Dattatraya Vakharia (Amitabh Bachchan) is a perky, full-of-life 102-year-old who returns home one day with a declaration. He wants to break the current record (of a late 118-year-old Chinese man) for the oldest person in the world. To achieve this, Dattatraya wants his grim, sullen 75-year-old son Babulal (Rishi Kapoor) to either agree to do some assigned tasks or move to an old age home.
With the part-time (dumb, charming) servant Dhiru (Jimit Trivedi) as a witness, a comical tug-of-war begins between Santa Claus like father and a hard-boiled Humpty Dumpty son.
Sensitive Bright Story, Stuck in Stage Mode
102 Not Out begins with a heavy redundant narration. The scene transitions are terrible, the editing uneven. Adapted from a Saumya Joshi play, director Umesh Shukla retains the stagy, play-like effect. The stunted treatment limits the film's scale and impact.
There is no trace of cinema, this might well be a TV movie. Technical expertise is woefully absent, but for an impressive rain recreation bit. The songs are breezy, but not used effectively with the visuals.
No additional characters add to the crackling celebration 102 Not Out could have been. The screenplay doesn't go adventurous, despite the immense scope. There is no attempt at subtlety, but for a gramophone bit and charming old Hindi film songs (despite product placements). No atmosphere either, Mumbai hardly connects as a city. They could have shot this in an auditorium, for all you know.
The performances, core story and life lessons make this movie watchable. You have seen the same elements better played out in Anand (1971) and Munnabhai M.B.B.S (2003), and to some escapist, contrived extent in Baghban (2003).
There are just three main players here, and mercifully the Bachchan, Kapoor, and Trivedi interplay is lively. Bachchan's legendary expressions are limited by the prosthetics, the dialogue delivery comes off as one-note. His Dattatraya is too unreal and energetic for an ailing 102-year-old.
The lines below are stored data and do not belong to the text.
use async_trait::async_trait;
use chrono::NaiveDate;
use sqlx::{PgPool, Row};
use std::collections::HashMap;
use std::sync::Mutex;
use tracing::{debug, instrument, warn};

use super::models::{StreakModel, StreakTransition, StreakType};
use crate::shared::AppError;

/// Trait for streak persistence
///
/// `record_activity` owns the whole read-advance-write cycle so two
/// concurrent activity events for the same (user, streak type) can never
/// double-increment a day.
#[async_trait]
pub trait StreakRepository: Send + Sync {
    /// Applies the day state machine for an activity on `today`,
    /// creating the streak when it does not exist yet
    async fn record_activity(
        &self,
        user_id: &str,
        streak_type: StreakType,
        today: NaiveDate,
    ) -> Result<(StreakModel, StreakTransition), AppError>;

    async fn get_streak(
        &self,
        user_id: &str,
        streak_type: StreakType,
    ) -> Result<Option<StreakModel>, AppError>;

    async fn user_streaks(&self, user_id: &str) -> Result<Vec<StreakModel>, AppError>;

    /// Flags streaks with no activity since `cutoff` as inactive without
    /// touching their counters. Returns how many were flagged.
    async fn deactivate_stale(&self, cutoff: NaiveDate) -> Result<u64, AppError>;

    async fn count_active(&self) -> Result<i64, AppError>;
}

/// In-memory implementation of StreakRepository for development and testing
#[derive(Default)]
pub struct InMemoryStreakRepository {
    streaks: Mutex<HashMap<(String, StreakType), StreakModel>>,
}

impl InMemoryStreakRepository {
    pub fn new() -> Self {
        Self::default()
    }
}

#[async_trait]
impl StreakRepository for InMemoryStreakRepository {
    #[instrument(skip(self))]
    async fn record_activity(
        &self,
        user_id: &str,
        streak_type: StreakType,
        today: NaiveDate,
    ) -> Result<(StreakModel, StreakTransition), AppError> {
        let mut streaks = self.streaks.lock().unwrap();
        let key = (user_id.to_string(), streak_type);

        match streaks.get_mut(&key) {
            Some(streak) => {
                let transition = streak.advance(today);
                debug!(
                    user_id = %user_id,
                    streak_type = %streak_type,
                    current = streak.current_count,
                    ?transition,
                    "Streak activity recorded in memory"
                );
                Ok((streak.clone(), transition))
            }
            None => {
                let streak = StreakModel::start(user_id, streak_type, today);
                streaks.insert(key, streak.clone());
                Ok((streak, StreakTransition::Started))
            }
        }
    }

    #[instrument(skip(self))]
    async fn get_streak(
        &self,
        user_id: &str,
        streak_type: StreakType,
    ) -> Result<Option<StreakModel>, AppError> {
        let streaks = self.streaks.lock().unwrap();
        Ok(streaks.get(&(user_id.to_string(), streak_type)).cloned())
    }

    #[instrument(skip(self))]
    async fn user_streaks(&self, user_id: &str) -> Result<Vec<StreakModel>, AppError> {
        let streaks = self.streaks.lock().unwrap();
        let mut result: Vec<StreakModel> = streaks
            .values()
            .filter(|s| s.user_id == user_id)
            .cloned()
            .collect();
        result.sort_by_key(|s| s.streak_type.to_string());
        Ok(result)
    }

    #[instrument(skip(self))]
    async fn deactivate_stale(&self, cutoff: NaiveDate) -> Result<u64, AppError> {
        let mut streaks = self.streaks.lock().unwrap();
        let mut flagged = 0;
        for streak in streaks.values_mut() {
            if streak.is_active && streak.last_activity_date < cutoff {
                streak.is_active = false;
                streak.updated_at = chrono::Utc::now();
                flagged += 1;
            }
        }
        Ok(flagged)
    }

    #[instrument(skip(self))]
    async fn count_active(&self) -> Result<i64, AppError> {
        let streaks = self.streaks.lock().unwrap();
        Ok(streaks.values().filter(|s| s.is_active).count() as i64)
    }
}

/// PostgreSQL implementation of streak repository
pub struct PostgresStreakRepository {
    pool: PgPool,
}

impl PostgresStreakRepository {
    pub fn new(pool: PgPool) -> Self {
        Self { pool }
    }
}

fn row_to_streak(row: &sqlx::postgres::PgRow) -> Result<StreakModel, AppError> {
    let streak_type: String = row.get("streak_type");
    Ok(StreakModel {
        id: row.get("id"),
        user_id: row.get("user_id"),
        streak_type: StreakType::parse(&streak_type)
            .ok_or_else(|| AppError::DatabaseError(format!("Unknown streak type {streak_type}")))?,
        current_count: row.get("current_count"),
        best_count: row.get("best_count"),
        last_activity_date: row.get("last_activity_date"),
        is_active: row.get("is_active"),
        created_at: row.get("created_at"),
        updated_at: row.get("updated_at"),
    })
}

const STREAK_COLUMNS: &str = "id, user_id, streak_type, current_count, best_count, \
                              last_activity_date, is_active, created_at, updated_at";

#[async_trait]
impl StreakRepository for PostgresStreakRepository {
    #[instrument(skip(self))]
    async fn record_activity(
        &self,
        user_id: &str,
        streak_type: StreakType,
        today: NaiveDate,
    ) -> Result<(StreakModel, StreakTransition), AppError> {
        let mut tx = self.pool.begin().await.map_err(|e| {
            warn!(error = %e, "Failed to begin streak transaction");
            AppError::DatabaseError(e.to_string())
        })?;

        // Row lock serializes concurrent activity events for the same
        // (user, streak type)
        let select = format!(
            "SELECT {STREAK_COLUMNS} FROM streaks \
             WHERE user_id = $1 AND streak_type = $2 FOR UPDATE"
        );
        let mut row = sqlx::query(&select)
            .bind(user_id)
            .bind(streak_type.to_string())
            .fetch_optional(&mut *tx)
            .await
            .map_err(|e| {
                warn!(error = %e, "Failed to lock streak row");
                AppError::DatabaseError(e.to_string())
            })?;

        if row.is_none() {
            let fresh = StreakModel::start(user_id, streak_type, today);
            let inserted = sqlx::query(
                "INSERT INTO streaks (id, user_id, streak_type, current_count, best_count, \
                                      last_activity_date, is_active, created_at, updated_at) \
                 VALUES ($1, $2, $3, $4, $5, $6, $7, $8, $9) \
                 ON CONFLICT (user_id, streak_type) DO NOTHING",
            )
            .bind(&fresh.id)
            .bind(&fresh.user_id)
            .bind(streak_type.to_string())
            .bind(fresh.current_count)
            .bind(fresh.best_count)
            .bind(fresh.last_activity_date)
            .bind(fresh.is_active)
            .bind(fresh.created_at)
            .bind(fresh.updated_at)
            .execute(&mut *tx)
            .await
            .map_err(|e| {
                warn!(error = %e, "Failed to insert streak");
                AppError::DatabaseError(e.to_string())
            })?;

            if inserted.rows_affected() > 0 {
                tx.commit().await.map_err(|e| {
                    warn!(error = %e, "Failed to commit streak transaction");
                    AppError::DatabaseError(e.to_string())
                })?;
                return Ok((fresh, StreakTransition::Started));
            }

            // Another transaction created the row first; lock and advance it
            row = sqlx::query(&select)
                .bind(user_id)
                .bind(streak_type.to_string())
                .fetch_optional(&mut *tx)
                .await
                .map_err(|e| {
                    warn!(error = %e, "Failed to re-lock streak row");
                    AppError::DatabaseError(e.to_string())
                })?;
        }

        let row = row.ok_or_else(|| {
            AppError::DatabaseError("Streak row vanished during update".to_string())
        })?;
        let mut streak = row_to_streak(&row)?;
        let transition = streak.advance(today);

        sqlx::query(
            "UPDATE streaks SET current_count = $2, best_count = $3, last_activity_date = $4, \
                                is_active = $5, updated_at = $6 \
             WHERE id = $1",
        )
        .bind(&streak.id)
        .bind(streak.current_count)
        .bind(streak.best_count)
        .bind(streak.last_activity_date)
        .bind(streak.is_active)
        .bind(streak.updated_at)
        .execute(&mut *tx)
        .await
        .map_err(|e| {
            warn!(error = %e, "Failed to update streak");
            AppError::DatabaseError(e.to_string())
        })?;

        tx.commit().await.map_err(|e| {
            warn!(error = %e, "Failed to commit streak transaction");
            AppError::DatabaseError(e.to_string())
        })?;

        Ok((streak, transition))
    }

    #[instrument(skip(self))]
    async fn get_streak(
        &self,
        user_id: &str,
        streak_type: StreakType,
    ) -> Result<Option<StreakModel>, AppError> {
        let row = sqlx::query(&format!(
            "SELECT {STREAK_COLUMNS} FROM streaks WHERE user_id = $1 AND streak_type = $2"
        ))
        .bind(user_id)
        .bind(streak_type.to_string())
        .fetch_optional(&self.pool)
        .await
        .map_err(|e| {
            warn!(error = %e, "Failed to fetch streak");
            AppError::DatabaseError(e.to_string())
        })?;

        row.map(|r| row_to_streak(&r)).transpose()
    }

    #[instrument(skip(self))]
    async fn user_streaks(&self, user_id: &str) -> Result<Vec<StreakModel>, AppError> {
        let rows = sqlx::query(&format!(
            "SELECT {STREAK_COLUMNS} FROM streaks WHERE user_id = $1 ORDER BY streak_type ASC"
        ))
        .bind(user_id)
        .fetch_all(&self.pool)
        .await
        .map_err(|e| {
            warn!(error = %e, user_id = %user_id, "Failed to list streaks");
            AppError::DatabaseError(e.to_string())
        })?;

        rows.iter().map(row_to_streak).collect()
    }

    #[instrument(skip(self))]
    async fn deactivate_stale(&self, cutoff: NaiveDate) -> Result<u64, AppError> {
        let result = sqlx::query(
            "UPDATE streaks SET is_active = FALSE, updated_at = NOW() \
             WHERE is_active AND last_activity_date < $1",
        )
        .bind(cutoff)
        .execute(&self.pool)
        .await
        .map_err(|e| {
            warn!(error = %e, "Failed to deactivate stale streaks");
            AppError::DatabaseError(e.to_string())
        })?;

        Ok(result.rows_affected())
    }

    #[instrument(skip(self))]
    async fn count_active(&self) -> Result<i64, AppError> {
        let row = sqlx::query("SELECT COUNT(*) AS count FROM streaks WHERE is_active")
            .fetch_one(&self.pool)
            .await
            .map_err(|e| {
                warn!(error = %e, "Failed to count active streaks");
                AppError::DatabaseError(e.to_string())
            })?;

        Ok(row.get("count"))
    }
}

#[cfg(test)]
mod tests {
    use super::*;
    use chrono::{Duration, Utc};

    fn today() -> NaiveDate {
        Utc::now().date_naive()
    }

    #[tokio::test]
    async fn first_activity_starts_at_one() {
        let repo = InMemoryStreakRepository::new();

        let (streak, transition) = repo
            .record_activity("u1", StreakType::DailyLogin, today())
            .await
            .unwrap();

        assert_eq!(transition, StreakTransition::Started);
        assert_eq!(streak.current_count, 1);
        assert_eq!(streak.best_count, 1);
    }

    #[tokio::test]
    async fn same_day_activity_is_idempotent() {
        let repo = InMemoryStreakRepository::new();

        repo.record_activity("u1", StreakType::DailyLogin, today())
            .await
            .unwrap();
        let (streak, transition) = repo
            .record_activity("u1", StreakType::DailyLogin, today())
            .await
            .unwrap();

        assert_eq!(transition, StreakTransition::AlreadyCountedToday);
        assert_eq!(streak.current_count, 1);
    }

    #[tokio::test]
    async fn consecutive_days_extend_the_run() {
        let repo = InMemoryStreakRepository::new();
        let start = today() - Duration::days(2);

        repo.record_activity("u1", StreakType::DailyActivity, start)
            .await
            .unwrap();
        repo.record_activity("u1", StreakType::DailyActivity, start + Duration::days(1))
            .await
            .unwrap();
        let (streak, transition) = repo
            .record_activity("u1", StreakType::DailyActivity, start + Duration::days(2))
            .await
            .unwrap();

        assert_eq!(transition, StreakTransition::Extended);
        assert_eq!(streak.current_count, 3);
        assert_eq!(streak.best_count, 3);
    }

    #[tokio::test]
    async fn sweep_flags_stale_without_resetting_counts() {
        let repo = InMemoryStreakRepository::new();
        let long_ago = today() - Duration::days(40);

        repo.record_activity("u1", StreakType::DailyLogin, long_ago)
            .await
            .unwrap();
        repo.record_activity("u2", StreakType::DailyLogin, today())
            .await
            .unwrap();

        let flagged = repo
            .deactivate_stale(today() - Duration::days(30))
            .await
            .unwrap();
        assert_eq!(flagged, 1);

        let stale = repo
            .get_streak("u1", StreakType::DailyLogin)
            .await
            .unwrap()
            .unwrap();
        assert!(!stale.is_active);
        assert_eq!(stale.current_count, 1);
        assert_eq!(repo.count_active().await.unwrap(), 1);
    }
}
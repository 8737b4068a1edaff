use chrono::{DateTime, Utc};
use serde::{Deserialize, Serialize};
use sqlx::FromRow;

/// Database model for the gamification slice of a user record
///
/// User identity is issued by the upstream identity collaborator; this
/// service only maintains the totals, the derived rank, and the social
/// counters consumed by achievement criteria.
#[derive(Debug, Clone, FromRow, Serialize, Deserialize)]
pub struct UserModel {
    pub id: String,
    pub username: String,
    pub pc_points: i64,
    pub pcon_points: i64,
    pub rank: String,
    pub followers: i64,
    pub following: i64,
    pub created_at: DateTime<Utc>,
    pub updated_at: DateTime<Utc>,
}

impl UserModel {
    /// Creates a fresh user at zero points holding the given baseline rank
    pub fn new(id: String, username: String, baseline_rank: &str) -> Self {
        let now = Utc::now();
        Self {
            id,
            username,
            pc_points: 0,
            pcon_points: 0,
            rank: baseline_rank.to_string(),
            followers: 0,
            following: 0,
            created_at: now,
            updated_at: now,
        }
    }

    /// Whether the user has earned points in either currency
    pub fn is_active(&self) -> bool {
        self.pc_points > 0 || self.pcon_points > 0
    }

    /// Level derived from PC points: one level per 100 points, minimum 1
    pub fn level(&self) -> i64 {
        (self.pc_points / 100).max(1)
    }
}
It is Rishi Kapoor's grim-faced, bursting angst that registers. Kapoor is at the top of his game, with great uncanny chemistry with Bachchan. His entire range of expressions and the change he experiences are all endearing and close to the bone. A spontaneous burst of a performance, 102 Not Out is among Kapoor's best work.
Jimit Trivedi is a pleasant surprise as the innocent servant. Trivedi holds his own with two great actors. He deserves more roles.
102 Not Out is consistently watchable for sticking to a straight line and keeping us engaged. There are many heart-rending moments. The issues raised are still as relevant, though depth is not the film's strength.
The humor is bright and the key moment is nicely written, at least on paper. We hardly get movies totally centered on the elderly. On that note, 102 Not Out does hold out as a rare event in Hindi cinema.
What 102 Not Out needed was a lot more madness, tightness in execution, sensitive, artful cinematography, and more layers to Amitabh's underwritten character.
I left the theatre satisfied, largely due to the cast, the naive simplicity, the 107-minute running time and an astounding Rishi Kapoor, whose face exhibits the disappointments of old age, tenderness, agony, anger, catharsis, coercion, and child-like joy.
Go watch 102 Not Out for an acting masterclass from Kapoor, among other smile-inducing reasons.